:: EXERCISE PROMPT ::
Please go through the records below and return every line holding the word "crate".
** MATERIAL PROVIDED follows **
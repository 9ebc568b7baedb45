use std::error::Error;

pub(crate) trait ResultExtension<T, E: Error> {
    /// A method similar to [`Result::unwrap`], except that it applies only to types which implement
    /// [`Error`] and panics with the message of the error itself rather than its [`Debug`]
    /// representation.
    ///
    /// # Panics
    /// Panics if the [`Result`] is an [`Err`].
    fn throw(self) -> T;
}

impl<T, E: Error> ResultExtension<T, E> for Result<T, E> {
    fn throw(self) -> T {
        match self {
            Ok(val) => val,
            Err(error) => panic!("{}", error),
        }
    }
}
use super::NodePtr;

/// The most recently resolved position: a node and the index it was found at.
///
/// A cursor is only ever stored for a node still in the chain, with `index` matching its current
/// position. Operations which move or remove nodes repair or clear the stored cursor to keep
/// that true.
pub(crate) struct Cursor<T> {
    pub node: NodePtr<T>,
    pub index: usize,
}

impl<T> Clone for Cursor<T> {
    fn clone(&self) -> Self {
        *self
    }
}

impl<T> Copy for Cursor<T> {}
** End of MATERIAL PROVIDED **
:: RESULT OF THIS TASK ::
pub(crate) trait ResultExtension<T, E: Error> {
pub(crate) struct Cursor<T> {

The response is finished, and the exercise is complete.